Heiko moved toward her, the saber ready, searching for flesh to cut. He swung, and the blade shuddered against her sword. He feinted, swung backhanded, and felt the tip gouge into her left shoulder. In response, she made the tiniest of sounds and moved away. He circled her; this would be easy. He had never killed a woman before but would gladly slaughter this one. First, though, would come pain and punishment. He attacked.

Caitrin stepped back, shifted to her left, and saw a tall door. She jerked it open, and a cold night air swept in as she stepped outside. There was a half-glimpse of a tower hard to one side, a low crenellated wall on the other, and beyond that nothing. In the great hall, von Eisen, with his dueling experience, could easily defeat her by attacking from various angles, but on this narrow, cramped battlement, with the courtyard below to their left and a dark abyss to the right, the fight would be more restricted. He came after her.

He struck—left, right, high, low—and each time she parried the blow, blade against blade. Another feint, and this time the edge of the saber cut into her upper arm. She winced. She was getting tired, and he had her.

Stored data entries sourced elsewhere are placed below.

use std::sync::atomic::{AtomicUsize, Ordering};

use crate::mic::Mic;
use crate::phrases::contains_phrase;
use crate::plugin::Plugin;

const ANSWERS: [&str; 3] = [
    "It's forty two.",
    "It's forty two. How many times do I have to tell you?",
    "Nobody knows for sure, but forty two is a popular guess.",
];

/// Answers questions about the meaning of life.
#[derive(Debug, Default)]
pub struct Life {
    next: AtomicUsize,
}

impl Life {
    pub fn new() -> Self {
        Self::default()
    }
}

impl Plugin for Life {
    fn name(&self) -> &str {
        "life"
    }

    fn phrases(&self) -> Vec<String> {
        ["MEANING", "OF", "LIFE"].map(str::to_owned).to_vec()
    }

    fn is_valid(&self, text: &str) -> bool {
        contains_phrase(text, "meaning of life")
    }

    fn handle(&self, _text: &str, mic: &mut dyn Mic) -> anyhow::Result<()> {
        let idx = self.next.fetch_add(1, Ordering::Relaxed);
        mic.say(ANSWERS[idx % ANSWERS.len()])?;
        Ok(())
    }
}

#[cfg(test)]
mod tests {
    use super::*;

    #[test]
    fn matches_the_whole_question_only() {
        let plugin = Life::new();
        assert!(plugin.is_valid("What is the meaning of life?"));
        assert!(!plugin.is_valid("life is good"));
        assert!(!plugin.is_valid("meaning"));
    }
}
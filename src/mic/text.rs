use std::io::{BufRead, Write};
use std::time::Duration;

use tracing::debug;

use crate::Result;

use super::Mic;

/// A microphone that reads utterances as lines of text and writes replies as lines.
///
/// Two flavors:
/// - interactive: prompts before each read, blank lines are "nothing heard"
/// - batch: replays a file non-interactively, skipping blank and `#` comment lines
///
/// There is no wake word in text mode; every line is a command.
pub struct TextMic<R, W> {
    reader: R,
    writer: W,
    speaker: String,
    interactive: bool,
}

impl<R: BufRead, W: Write> TextMic<R, W> {
    /// Interactive text mode (e.g. stdin/stdout).
    pub fn new(reader: R, writer: W, speaker: impl Into<String>) -> Self {
        Self {
            reader,
            writer,
            speaker: speaker.into(),
            interactive: true,
        }
    }

    /// Batch replay of a file of utterances, one per line.
    pub fn batch(reader: R, writer: W, speaker: impl Into<String>) -> Self {
        Self {
            interactive: false,
            ..Self::new(reader, writer, speaker)
        }
    }

    pub fn writer(&self) -> &W {
        &self.writer
    }

    pub fn into_writer(self) -> W {
        self.writer
    }

    fn read_utterance(&mut self) -> Result<Option<String>> {
        if self.interactive {
            write!(self.writer, "YOU: ")?;
            self.writer.flush()?;
        }

        let mut line = String::new();
        loop {
            line.clear();
            if self.reader.read_line(&mut line)? == 0 {
                return Ok(None);
            }

            let text = line.trim();
            if !self.interactive && (text.is_empty() || text.starts_with('#')) {
                continue;
            }

            debug!(text, "heard");
            return Ok(Some(text.to_owned()));
        }
    }
}

impl<R: BufRead, W: Write> Mic for TextMic<R, W> {
    fn listen(&mut self) -> Result<Option<Vec<String>>> {
        Ok(self.read_utterance()?.map(|text| {
            if text.is_empty() {
                Vec::new()
            } else {
                vec![text]
            }
        }))
    }

    fn active_listen(&mut self, _timeout: Duration) -> Result<Vec<String>> {
        Ok(self.read_utterance()?.into_iter().filter(|t| !t.is_empty()).collect())
    }

    fn say(&mut self, phrase: &str) -> Result<()> {
        writeln!(self.writer, "{}: {}", self.speaker, phrase)?;
        self.writer.flush()?;
        Ok(())
    }
}
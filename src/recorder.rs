//! Active listening: record one command after the wake word.
//!
//! With `n` frames covering the timeout, recording stops at whichever comes first:
//! - `2n` frames (hard cap, independent of the signal)
//! - at least `n` frames, and the trailing `n` frames score at or below the silence SNR

use std::io;
use std::time::Duration;

use tracing::{debug, warn};

use crate::audio::{AudioFormat, Frame, Recording};
use crate::mic::Cancellation;
use crate::opts::ListenOpts;
use crate::signal::SignalLevel;
use crate::{Error, Result};

/// Why a command recording stopped.
#[derive(Debug, Clone, Copy, PartialEq, Eq)]
pub enum Cutoff {
    /// The trailing window fell to the silence threshold.
    Silence,
    /// The `2n` cap was reached.
    HardCap,
    /// The frame stream ended first.
    StreamEnded,
    /// The cancellation flag was raised.
    Cancelled,
}

/// A finished command recording.
#[derive(Debug, Clone)]
pub struct Captured {
    pub recording: Recording,
    pub cutoff: Cutoff,
}

/// Silence-cutoff recorder for commands.
#[derive(Debug, Clone)]
pub struct ActiveRecorder {
    silence_snr_db: f32,
    max_read_errors: usize,
}

impl ActiveRecorder {
    pub fn new(opts: &ListenOpts) -> Self {
        Self {
            silence_snr_db: opts.silence_snr_db,
            max_read_errors: opts.max_read_errors,
        }
    }

    /// Record from `frames` until silence, the hard cap, the end of the stream, or `cancel`.
    ///
    /// `level` is only read: the floor calibrated during passive listening is the reference.
    pub fn record_until_silence<I>(
        &self,
        frames: I,
        level: &SignalLevel,
        format: AudioFormat,
        timeout: Duration,
        cancel: &Cancellation,
    ) -> Result<Captured>
    where
        I: IntoIterator<Item = io::Result<Frame>>,
    {
        let n = format.frames_for(timeout);
        let cap = 2 * n;
        let mut buf: Vec<Frame> = Vec::with_capacity(cap);
        let mut read_errors = 0usize;

        let mut cutoff = Cutoff::StreamEnded;
        for item in frames {
            if cancel.is_cancelled() {
                cutoff = Cutoff::Cancelled;
                break;
            }

            match item {
                Ok(frame) => {
                    read_errors = 0;
                    buf.push(frame);
                }
                Err(err) => {
                    read_errors += 1;
                    warn!(error = %err, consecutive = read_errors, "skipping unreadable frame");
                    if read_errors > self.max_read_errors {
                        return Err(Error::device(format!(
                            "{read_errors} consecutive read errors, last: {err}"
                        )));
                    }
                    continue;
                }
            }

            if buf.len() >= cap {
                cutoff = Cutoff::HardCap;
                break;
            }
            if buf.len() >= n {
                let snr = level.score(&buf[buf.len() - n..]);
                if snr <= self.silence_snr_db {
                    cutoff = Cutoff::Silence;
                    break;
                }
            }
        }

        debug!(frames = buf.len(), window = n, ?cutoff, "command recording finished");
        Ok(Captured {
            recording: Recording::new(format, buf),
            cutoff,
        })
    }
}
//! Phrase resources and text matching helpers for plugins.

use std::fs;
use std::path::Path;

use crate::{Error, Result};

const EN_STANDARD_PHRASES: &str = include_str!("../data/standard_phrases/en.txt");

/// Parse a phrase list: one phrase per line, blank lines and `#` comments ignored.
pub fn parse_phrases(text: &str) -> Vec<String> {
    text.lines()
        .map(str::trim)
        .filter(|line| !line.is_empty() && !line.starts_with('#'))
        .map(str::to_owned)
        .collect()
}

/// Common conversational phrases for `language`.
///
/// An explicit `override_path` wins over the embedded resources. Without one, only the
/// languages shipped with the crate are known (`en`, including regional variants such as
/// `en-US`).
pub fn standard_phrases(language: &str, override_path: Option<&Path>) -> Result<Vec<String>> {
    if let Some(path) = override_path {
        let text = fs::read_to_string(path)
            .map_err(|err| Error::io("failed to read standard phrases", path, err))?;
        return Ok(parse_phrases(&text));
    }

    let base = language
        .split(['-', '_'])
        .next()
        .unwrap_or_default()
        .to_ascii_lowercase();
    match base.as_str() {
        "en" => Ok(parse_phrases(EN_STANDARD_PHRASES)),
        _ => Err(Error::config(format!(
            "no standard phrases for language '{language}'; set standard_phrases_path"
        ))),
    }
}

/// Split text into uppercase words, dropping punctuation other than apostrophes.
pub fn words(text: &str) -> impl Iterator<Item = String> + '_ {
    text.split(|c: char| !(c.is_alphanumeric() || c == '\''))
        .map(|w| w.trim_matches('\''))
        .filter(|w| !w.is_empty())
        .map(str::to_uppercase)
}

/// Whether `text` contains `phrase` as whole words, ignoring case and punctuation.
///
/// `"Tell me a joke."` contains `"JOKE"` but `"jokester"` does not.
pub fn contains_phrase(text: &str, phrase: &str) -> bool {
    let needle: Vec<String> = words(phrase).collect();
    if needle.is_empty() {
        return false;
    }
    let hay: Vec<String> = words(text).collect();
    hay.windows(needle.len()).any(|w| w == needle.as_slice())
}

/// Whether `text` contains any of `phrases` as whole words.
pub fn contains_any<S: AsRef<str>>(text: &str, phrases: &[S]) -> bool {
    phrases.iter().any(|p| contains_phrase(text, p.as_ref()))
}

#[cfg(test)]
mod tests {
    use super::*;

    #[test]
    fn embedded_english_phrases_are_available() -> anyhow::Result<()> {
        let phrases = standard_phrases("en", None)?;
        assert!(phrases.contains(&"WHAT".to_owned()));
        assert!(phrases.iter().all(|p| p == &p.to_uppercase()));

        assert_eq!(standard_phrases("en-US", None)?, phrases);
        Ok(())
    }

    #[test]
    fn unknown_language_needs_an_explicit_file() -> anyhow::Result<()> {
        let err = standard_phrases("de", None).unwrap_err();
        assert!(matches!(err, Error::Config(_)));

        let dir = tempfile::tempdir()?;
        let path = dir.path().join("de.txt");
        fs::write(&path, "# Deutsch\nHALLO\n\nJA\n")?;
        assert_eq!(standard_phrases("de", Some(path.as_path()))?, vec!["HALLO", "JA"]);
        Ok(())
    }

    #[test]
    fn words_are_uppercased_without_punctuation() {
        assert_eq!(
            words("What time is it?").collect::<Vec<_>>(),
            vec!["WHAT", "TIME", "IS", "IT"]
        );
        assert_eq!(words("'who's there'").collect::<Vec<_>>(), vec!["WHO'S", "THERE"]);
    }

    #[test]
    fn phrase_matching_uses_whole_words() {
        assert!(contains_phrase("Tell me a joke.", "JOKE"));
        assert!(contains_phrase("what's the MEANING of life?", "meaning of life"));
        assert!(!contains_phrase("he is a jokester", "JOKE"));
        assert!(!contains_phrase("meaning in life", "meaning of life"));
        assert!(!contains_phrase("anything", ""));
    }

    #[test]
    fn contains_any_checks_every_phrase() {
        assert!(contains_any("knock knock", &["JOKE", "KNOCK"]));
        assert!(!contains_any("hello there", &["JOKE", "KNOCK"]));
    }
}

Time to kill.

Caitrin parried his next cut, wrapped her fingers around the saber blade, and held it tight. Surprised, von Eisen tried to pull it free. He felt the blade move, saw pain flood her features as the edge bit into her hand, tugging at her flesh, and knew he had won. Until she swung the saber aside, lunged forward, and drove the pommel of her sword into his face. Von Eisen staggered back in pain, eyes tear-blinded, and dropped the saber.

Caitrin held her sword with both hands, raised it level with her shoulders, rotated, and swung with all her might. The blade howled through the air, the edge eager to cleave flesh and gouge bone, until at the last moment she twisted her wrists. The flat of the blade hammered against von Eisen’s cheek, he shrieked in agony, stumbled back, caught his foot, and fell spinning over the edge into the abyss.

* * *

Emergency vehicles blocked the road, and outside the house surrendered German soldiers lay in a row, face-down, arms bound behind their backs, with a Portuguese soldier standing guard over them. Hector was talking to some military officers, but all activity ceased as Caitrin walked through the gates. Her left sleeve was blood-drenched and the sword heavy in her hand, the tip scraping a furrow through the gravel.

Hector went to her, saw the deep cut in her hand, and wrapped a handkerchief around it. He tried to make her sit down, but she refused and walked past him into the house. The fire had been extinguished, and several men were packing away the remaining Jewels. They stopped as she dropped the sword on the table and said, “Pack this away too. There’s another one stuck in that lorry’s radiator out there.”

She sank to one knee, hand reaching down, fingers splayed on the burnt carpet to steady herself, and rose unsteadily to her feet as Hector caught up with her. “That’s a lot of blood you’ve lost. You need medical attention right away, Caitrin.”

She ignored him and stared at the men. “Who are they?”

“The Policia de Vigilância e do Defesa Estado, Salazar’s security men. He doesn’t want an international incident, which means getting us and the Jewels out of here fast.”

“That’s fine by me. It will be good to go home,” she said.